Patrick Linke is a Professor of Chemical Engineering and the Chair of the Chemical Engineering Program at Texas A&M University at Qatar. Dr. Linke previously served as the Executive Director of the Office of Graduate Studies. He is the holder of the Qatar Shell Professorship for Energy and Environment and a co-founder/director of the Qatar Sustainable Water and Energy Utilization Initiative (QWE), a center of excellence for research and capacity building at Texas A&M University in Education City. Dr. Linke is a process systems engineer and his activities focus on the design of efficient processes, integrated systems and associated infrastructures. He currently leads research into innovating process designs with a focus on methods to support in silico screening and process synthesis, the efficient use of energy and materials in industrial clusters and the synthesis of novel materials for heat-to-power applications.
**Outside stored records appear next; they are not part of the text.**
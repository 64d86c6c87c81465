//! Charts module - declarative chart specs, building, and rendering.

mod builder;
mod renderer;
mod spec;
mod theme;

pub use builder::ChartBuilder;
pub use renderer::{ChartRenderer, RenderError};
pub use spec::{Annotation, ChartError, ChartKind, ChartSpec, Dimension, Series, SeriesData};
pub use theme::{Theme, PALETTE};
Mary Queen is Instructional Assistant Professor at Texas A&M University at Qatar. She has more than twenty years of university-level teaching and administrative experience at diverse institutions in the Middle East and the U.S. She is also the Director of the Writing Center and Assistant Director of the Division of Arts and Sciences. As a specialist in Composition and Cultural Rhetoric, Dr. Queen teaches undergraduate writing and rhetoric courses to support students’ development as critical thinkers, readers, writers, and change-makers. Her current research focuses on international virtual writing collaborations among undergraduate students, writing and engineering education, and cross-institutional collaborations to enhance undergraduate teaching and learning.